Explanation time, I suppose: Why do I write all this horrible stuff?

When I started the Foxhill stuff it was meant to really be this mainly light-hearted, funny, a bit slapstick like monster hunting story. But the more I wrote, the more I realized that I was creating a world that did not necessarily lend itself to fun and light-heartedness. 

It starts with the setup, which borrows a lot from the third Reich. So far, it’s just touching our hero’s world, but within their own bubble, they are at the moment quite safe. (I do have a few ideas about one of them getting arrested and being confronted with _that_ side of the world, but it won’t happen anytime soon. E.g. I have this one idea in my head where Izzy or Axl or both get arrested and sent to a workcamp and Duff (he’s non magical after all) gets a job as guard and tries to break them free. And Slash gets a job hunting mice as camp-cat).

Anyway, that story won’t happen soon, if at all. Back to the one we have. 

In case you haven’t noticed yet: I think about this world A LOT and only a small part actually makes it into the stories. 

For example: what does monster-hunting really entail? The run of the mill Hollywood version demonizes the monster and it gets killed by the heroes. No hard feelings. 

But in this world, monsters and not-monsters are a mix. The non magical population sees everything magical as “monster”, so you could say, the book is written from the perspective of the monster. I have just added another level where those who are persecuted again hunt others who they perceive as the real monster. But as soon as you have no clear monster/not monster line, things will blur. 

So, when will the monster be monster enough to deserve death? Who makes that decision? 

And I wondered, what would that lead to. It’s really difficult to describe, I realize, but what I want to say is, I thought a lot about what Izzy is really doing. He is killing other magical creatures or at least chasing them away from his part of the world. And while it would be nice to separate the world into good/evil where there is a clear line between who is to be hunted and who is to be protected, I wondered, what would happen if this starts to mesh. 

What if the evil invades Foxhill, in a sense that those Izzy has protected are involved in evil machinations? Willingly or unwillingly? And we know already that “I didn’t mean to” is no excuse for a magical being. Kate was in trouble because somebody tore off her amulet, and she’s the nicest person in the whole fic. 

In addition, Izzy has no structured law-defending-system behind himself. There is the council, but they don’t do much. In the end, Izzy is alone. That’s asked a lot of one person. Whom is he going to sacrifice to keep whom safe? He is always balancing decisions no person should have to make. 
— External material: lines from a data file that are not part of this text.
//! TOML configuration for the alertlens service and CLI.
//!
//! Layered the usual way: `$ALERTLENS_CONFIG`, then
//! `/etc/alertlens/alertlens.toml`, then compiled-in defaults.

use std::path::Path;

use anyhow::{Context, Result};
use serde::{Deserialize, Serialize};
use tracing::{debug, info, warn};

use crate::analysis::rules::{PropagationRule, RuleTable};
use crate::analysis::AnalysisSettings;
use crate::detect::{DetectError, IncidentEngine};

pub const CONFIG_ENV: &str = "ALERTLENS_CONFIG";
pub const SYSTEM_CONFIG_PATH: &str = "/etc/alertlens/alertlens.toml";

// ---------------------------------------------------------------------------
// Top-level config
// ---------------------------------------------------------------------------

/// Root configuration.
#[derive(Debug, Clone, Default, Serialize, Deserialize)]
pub struct AlertLensConfig {
    #[serde(default)]
    pub analysis: AnalysisSettings,
    /// Propagation rules. Empty means the built-in table.
    #[serde(default)]
    pub rules: Vec<PropagationRule>,
    #[serde(default)]
    pub server: ServerConfig,
    #[serde(default)]
    pub logging: LoggingConfig,
}

impl AlertLensConfig {
    /// Load configuration from a TOML file at `path`.
    pub fn load(path: &Path) -> Result<Self> {
        let content = std::fs::read_to_string(path)
            .with_context(|| format!("failed to read config file: {}", path.display()))?;
        let config: Self = toml::from_str(&content)
            .with_context(|| format!("failed to parse config file: {}", path.display()))?;
        info!(path = %path.display(), rules = config.rules.len(), "loaded configuration");
        Ok(config)
    }

    /// Try `$ALERTLENS_CONFIG`, then the system path, then defaults.
    pub fn load_or_default() -> Self {
        if let Ok(env_path) = std::env::var(CONFIG_ENV) {
            let path = Path::new(&env_path);
            match Self::load(path) {
                Ok(cfg) => return cfg,
                Err(e) => {
                    warn!(
                        path = %path.display(),
                        error = %e,
                        "ALERTLENS_CONFIG set but file could not be loaded, trying fallback"
                    );
                }
            }
        }

        let system_path = Path::new(SYSTEM_CONFIG_PATH);
        if system_path.exists() {
            match Self::load(system_path) {
                Ok(cfg) => return cfg,
                Err(e) => {
                    warn!(
                        path = %system_path.display(),
                        error = %e,
                        "system config file exists but could not be loaded, using defaults"
                    );
                }
            }
        }

        debug!("no config file found, using compiled-in defaults");
        Self::default()
    }

    /// The validated rule table this config describes.
    pub fn rule_table(&self) -> Result<RuleTable, DetectError> {
        if self.rules.is_empty() {
            Ok(RuleTable::builtin())
        } else {
            RuleTable::new(self.rules.clone())
        }
    }

    /// Build an engine from the analysis settings and rules.
    pub fn engine(&self) -> Result<IncidentEngine> {
        let rules = self.rule_table().context("invalid propagation rules")?;
        let engine = IncidentEngine::new(rules, self.analysis.clone())
            .context("invalid analysis settings")?;
        Ok(engine)
    }
}

// ---------------------------------------------------------------------------
// Server
// ---------------------------------------------------------------------------

/// HTTP listener configuration.
#[derive(Debug, Clone, Serialize, Deserialize)]
#[serde(default)]
pub struct ServerConfig {
    /// Address and port for the HTTP API.
    pub bind: String,
    /// Allow any origin to call the API.
    pub permissive_cors: bool,
}

impl Default for ServerConfig {
    fn default() -> Self {
        Self {
            bind: "0.0.0.0:8080".to_string(),
            permissive_cors: false,
        }
    }
}

// ---------------------------------------------------------------------------
// Logging
// ---------------------------------------------------------------------------

#[derive(Debug, Clone, Copy, Default, PartialEq, Eq, Serialize, Deserialize)]
#[serde(rename_all = "lowercase")]
pub enum LogFormat {
    #[default]
    Pretty,
    Json,
}

#[derive(Debug, Clone, Serialize, Deserialize)]
#[serde(default)]
pub struct LoggingConfig {
    /// Minimum tracing level, overridden by `RUST_LOG`.
    pub level: String,
    pub format: LogFormat,
}

impl Default for LoggingConfig {
    fn default() -> Self {
        Self {
            level: "info".to_string(),
            format: LogFormat::Pretty,
        }
    }
}

// ---------------------------------------------------------------------------
// Tests
// ---------------------------------------------------------------------------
And then there’s the vampire issue where nice and normal people are corrupted into doing things they would never have done before. How much at fault are they for this? How much at fault was Bessie Harris? Is stupidity an excuse? Or a bit of recklessness? When do you stop being a human being and turn into something that should be hunted 

In case you have watches Supernatural, there is this scene where Dean says to Sam: "If you weren't my brother, I would hunt you." That line has left quite the impression with me because it is clearly the issue I have here: who deserves to be hunted? And when will Izzy make a decision that suddenly puts him in the eye of others into the "to be hunted" category? He is often enough toeing the line because he doesn't know what else to do. He would love to be the good guy, but he is constantly forced to make decisions that take him away from that.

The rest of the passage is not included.